A few twists and turns through the Northeast, and we were suddenly at Bardo’s doorstep.
“Everyone’s strapped, right?” a tour mate joked when the van came to a halt in the eerily ramshackle alley adjacent to the outdoor brewery.
“It’s such an elephant graveyard,” Selbst said of founder Bill Stewart’s self-styled brewery.
Inside, about a dozen locals crowded around the minute bar; some were playing with the friendly boxer sniffing around in a skull-and-crossbones covered sweater, others pedaled up on bikes with empty growlers slung over their shoulders.
Our merry group dove right in, sipping ginger-based brews (“It always smells like a cleaning agent to me,” one non-fan said of the throwback concoction.), the seriously hoppy Dremo (excellent spice-citrus balance), dreamy Chuck Brown Ale (roasted malt for days) and puzzling Black IPA.
“It’s good … for a porter,” a pair of beer fans said of the oddly tame beverage.
Then it was on to Atlas in Ivy City.
The place was packed with all kinds, from birthday partygoers to wastoids struggling to maneuver pulled pork sandwiches to their mouths.
Everyone seemed to enjoy District Common (light hops, plenty of flavor) and Rowdy Rye Ale (boldly spiced, but I could drink a ton of them). The jury split on the Pumpernickel Stout (dark, bready beer) and the Saison Des Fêtes (what I imagine potpourri tastes like).
Across the river in Alexandria, Va., the Port City tasting room was overflowing. Music was blasting (Misfits, Dropkick Murphys) throughout, and large groups of people were doing their best to crowd available tables.
Selbst conducted the most interactive portion of the tour here, starting out by allowing folks to taste raw malt (“Don’t get too much or it’ll taste like dog biscuits,” she warned.), passing around pelletized citra (“Smells like weed,” one pleasantly surprised young woman exclaimed.) and liberty hops, and them recapping the brewing process.

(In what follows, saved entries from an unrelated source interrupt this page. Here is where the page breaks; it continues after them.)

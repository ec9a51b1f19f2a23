//! The per-rank server task.
//!
//! Each rank runs one long-lived server thread next to its compute loop. The
//! thread posts a non-blocking receive for the next server-tagged message and
//! polls the in-flight handle; that keeps the receive cancellable, so the
//! root's compute loop can stop its own server without a loopback message.
//! When the phase leaves `Running` while a receive is pending, the handle is
//! cancelled and waited on before the thread exits, so nothing is leaked and
//! a message that already arrived is never silently discarded.

use std::io;
use std::sync::atomic::{AtomicU8, Ordering};
use std::sync::Arc;
use std::thread::{self, JoinHandle};
use std::time::Duration;

use bitflags::bitflags;
use mpi::request::CancelGuard;
use mpi::topology::SystemCommunicator;
use mpi::traits::*;
use tracing::{debug, info, warn};

use crate::geometry::TileGeometry;
use crate::tile::Tile;
use crate::wire::{IndexPair, Message, Request, CLIENT_TAG, SERVER_TAG};
use crate::work::WorkPool;

/// How often a pending receive checks for cancellation.
const RECV_POLL: Duration = Duration::from_micros(50);

bitflags! {
    /// What a rank's server is willing to do. Only the root holds WORK.
    #[derive(Debug, Clone, Copy, PartialEq, Eq)]
    pub struct Roles: u32 {
        /// Allocates work units and resolves completions.
        const WORK = 1 << 0;
        /// Accepts element writes into the local tile.
        const MEMORY = 1 << 1;
    }
}

#[derive(Debug, Clone, Copy, PartialEq, Eq)]
#[repr(u8)]
pub enum Phase {
    Running = 0,
    Stopping = 1,
    Stopped = 2,
}

/// State shared between a rank's compute loop and its server thread.
pub(crate) struct ServerShared {
    pub geometry: TileGeometry,
    pub tile: Tile,
    pub roles: Roles,
    /// Present on the root rank only.
    pub pool: Option<WorkPool>,
    phase: AtomicU8,
}

impl ServerShared {
    pub fn new(geometry: TileGeometry, tile: Tile, roles: Roles, pool: Option<WorkPool>) -> Self {
        Self {
            geometry,
            tile,
            roles,
            pool,
            phase: AtomicU8::new(Phase::Running as u8),
        }
    }

    pub fn phase(&self) -> Phase {
        match self.phase.load(Ordering::Acquire) {
            0 => Phase::Running,
            1 => Phase::Stopping,
            _ => Phase::Stopped,
        }
    }

    /// Running -> Stopping. A server already past Running is left alone.
    fn request_stop(&self) {
        let _ = self.phase.compare_exchange(
            Phase::Running as u8,
            Phase::Stopping as u8,
            Ordering::AcqRel,
            Ordering::Acquire,
        );
    }

    fn mark_stopped(&self) {
        self.phase.store(Phase::Stopped as u8, Ordering::Release);
    }

    /// Routes one produced element: stores it when this rank owns the cell,
    /// otherwise sends a memory write to the owning rank's server.
    pub fn write_element(&self, world: &SystemCommunicator, p: IndexPair, value: f64) {
        if let Some(offset) = self.geometry.global_to_local_offset(p) {
            self.tile.store(offset, value);
        } else {
            let owner = self.geometry.index_to_rank(p);
            world
                .process_at_rank(owner)
                .send_with_tag(&Message::memory_write(p, value), SERVER_TAG);
        }
    }

    /// Reclaims the tile once the server thread is gone.
    pub fn into_tile(self) -> Tile {
        self.tile
    }

    /// Stores a remotely produced element. False when the cell is not ours,
    /// which means the sender's routing is broken; the value is dropped.
    fn store_remote(&self, p: IndexPair, value: f64) -> bool {
        match self.geometry.global_to_local_offset(p) {
            Some(offset) => {
                self.tile.store(offset, value);
                true
            }
            None => false,
        }
    }
}

/// Handle to a rank's running server thread.
pub struct Server {
    shared: Arc<ServerShared>,
    handle: Option<JoinHandle<()>>,
}

impl Server {
    pub(crate) fn start(
        shared: Arc<ServerShared>,
        world: SystemCommunicator,
    ) -> io::Result<Self> {
        let state = Arc::clone(&shared);
        let handle = thread::Builder::new()
            .name("matserve-server".into())
            .spawn(move || serve(&state, world))?;
        Ok(Self {
            shared,
            handle: Some(handle),
        })
    }

    pub fn phase(&self) -> Phase {
        self.shared.phase()
    }

    /// Asks the server to stop; any in-flight receive is cancelled. Used by
    /// the root once shutdown messages have gone out to everyone else.
    pub fn cancel(&self) {
        self.shared.request_stop();
    }

    /// Waits for the server thread to exit.
    pub fn join(&mut self) {
        if let Some(handle) = self.handle.take() {
            if handle.join().is_err() {
                warn!(
                    rank = self.shared.geometry.rank(),
                    "server thread panicked"
                );
            }
        }
    }
}

impl Drop for Server {
    fn drop(&mut self) {
        self.cancel();
        self.join();
    }
}

fn serve(shared: &ServerShared, world: SystemCommunicator) {
    let rank = shared.geometry.rank();
    info!(
        rank,
        work = shared.roles.contains(Roles::WORK),
        memory = shared.roles.contains(Roles::MEMORY),
        "server task running"
    );

    while shared.phase() == Phase::Running {
        let mut msg = Message::default();
        let received = mpi::request::scope(|scope| {
            let mut request =
                world
                    .any_process()
                    .immediate_receive_into_with_tag(scope, &mut msg, SERVER_TAG);
            loop {
                match request.test() {
                    Ok(status) => return Some(status),
                    Err(pending) => request = pending,
                }
                if shared.phase() != Phase::Running {
                    // Cancel-then-wait; the guard does not return until the
                    // fabric has released the handle.
                    drop(CancelGuard::from(request));
                    return None;
                }
                thread::sleep(RECV_POLL);
            }
        });
        let Some(status) = received else { break };
        dispatch(shared, &world, &msg, status.source_rank());
    }

    shared.mark_stopped();
    debug!(rank, "server task exiting");
}

fn dispatch(shared: &ServerShared, world: &SystemCommunicator, msg: &Message, src: i32) {
    let rank = shared.geometry.rank();
    match msg.decode() {
        Request::Shutdown => {
            debug!(rank, src, "shutdown received");
            shared.request_stop();
        }
        Request::WorkRequest => reply_with_unit(shared, world, src, None),
        Request::WorkCompleteAndAllocate(unit) => reply_with_unit(shared, world, src, Some(unit)),
        Request::WorkCompleted(unit) => {
            if let Some(pool) = work_pool(shared, src) {
                pool.complete(&unit);
            }
        }
        Request::MemoryWrite { at, value } => {
            if !shared.store_remote(at, value) {
                // Misaddressed write: the sender's index-to-rank routing is
                // wrong. Not recoverable here, so drop it loudly.
                warn!(rank, src, i = at.i, j = at.j, "dropping misaddressed memory write");
            }
        }
        Request::Unknown { msg_type, msg_id } => {
            warn!(rank, src, msg_type, msg_id, "dropping unrecognized message");
        }
    }
}

/// Resolves a completed unit if any, then allocates the next one for `src`
/// and replies on the client tag, with the sentinel once the pool is dry.
fn reply_with_unit(
    shared: &ServerShared,
    world: &SystemCommunicator,
    src: i32,
    completed: Option<crate::wire::WorkUnit>,
) {
    let Some(pool) = work_pool(shared, src) else {
        return;
    };
    if let Some(unit) = completed {
        pool.complete(&unit);
    }
    let primary_slot = shared.geometry.primary_slot_for(src);
    let unit = pool.next_unit(src, primary_slot);
    world
        .process_at_rank(src)
        .send_with_tag(&Message::work_allocated(unit.as_ref()), CLIENT_TAG);
}

/// The pool, provided this rank actually holds the work role. Work messages
/// reaching any other rank indicate a confused peer and are dropped.
fn work_pool<'a>(shared: &'a ServerShared, src: i32) -> Option<&'a WorkPool> {
    if !shared.roles.contains(Roles::WORK) {
        warn!(
            rank = shared.geometry.rank(),
            src, "dropping work message, this rank has no work role"
        );
        return None;
    }
    shared.pool.as_ref()
}

#[cfg(test)]
mod tests {
    use super::*;
    use crate::geometry::Layout;

    /// A memory-only rank of a 2x2 grid over a 6x4 matrix.
    fn shared_for(rank: i32) -> ServerShared {
        let geometry =
            TileGeometry::new(rank, 4, 0, (6, 4), Some((2, 2)), Layout::RowMajor).unwrap();
        let tile = Tile::new(geometry.tile_len());
        ServerShared::new(geometry, tile, Roles::MEMORY, None)
    }

    #[test]
    fn remote_write_to_an_owned_cell_is_stored() {
        // Rank 2 owns rows [3, 6) and cols [0, 2); (4, 1) is its cell.
        let shared = shared_for(2);
        let at = IndexPair::new(4, 1);
        assert!(shared.store_remote(at, 2.5));
        let offset = shared.geometry.global_to_local_offset(at).unwrap();
        assert_eq!(shared.tile.load(offset), 2.5);
        // A second write to another owned cell lands independently.
        assert!(shared.store_remote(IndexPair::new(3, 0), -1.0));
        assert_eq!(shared.tile.load(0), -1.0);
        assert_eq!(shared.tile.load(offset), 2.5);
    }

    #[test]
    fn misaddressed_write_is_dropped() {
        let shared = shared_for(2);
        // (0, 0) belongs to rank 0; rank 2 must refuse it and leave its
        // tile untouched.
        assert!(!shared.store_remote(IndexPair::new(0, 0), 7.0));
        assert!((0..shared.tile.len()).all(|off| shared.tile.load(off) == 0.0));
    }

    #[test]
    fn phase_transitions_are_one_way() {
        let shared = shared_for(1);
        assert_eq!(shared.phase(), Phase::Running);
        shared.request_stop();
        assert_eq!(shared.phase(), Phase::Stopping);
        shared.mark_stopped();
        assert_eq!(shared.phase(), Phase::Stopped);
        // A late stop request cannot resurrect a stopped server.
        shared.request_stop();
        assert_eq!(shared.phase(), Phase::Stopped);
    }
}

The signature Optimal Wit relayed that telltale banana flavor. The pitch-black Tartan Ale unleashed a not-at-all unpleasant bourbon-y sensation. The Maniacal Double IPA has a firm handshake — extra hoppy nose and taste, extra spicy on the palate. The Porter was the perfect nightcap, coating the taste buds in syrupy richness.
By the time we arrived at Cap City, everyone was starving. Which may have been the only way to get us to eat the wretched food served by the restaurant — a blob of generic hummus, heavily sauced yet tragically dry Buffalo wings, mixed greens dotted with goat cheese.
Luckily, the beers helped wash away the plain.
The Pale Rider was terrifically complex, revealing a spicy-sweet character bolstered by a healthy dose of hops. The Amber Ale was even bolder (ample spice, plenty of bitter). Vienna Lager was a crowd pleaser; my tablemates appreciated the bubbly, slightly honeyed brew.
And, just as Moline promised, friendship blossomed all around.
“Are you all going out after this?” one half of a suburban couple asked some rowdier gents as the tour came to a close.
“We should all go out!” the group pretty much chanted in unison.
DC Brew Tours — Operates Wednesday through Sunday; $85 per person for daytime outings, $90 for the after-hours trek; dcbrewtours.com.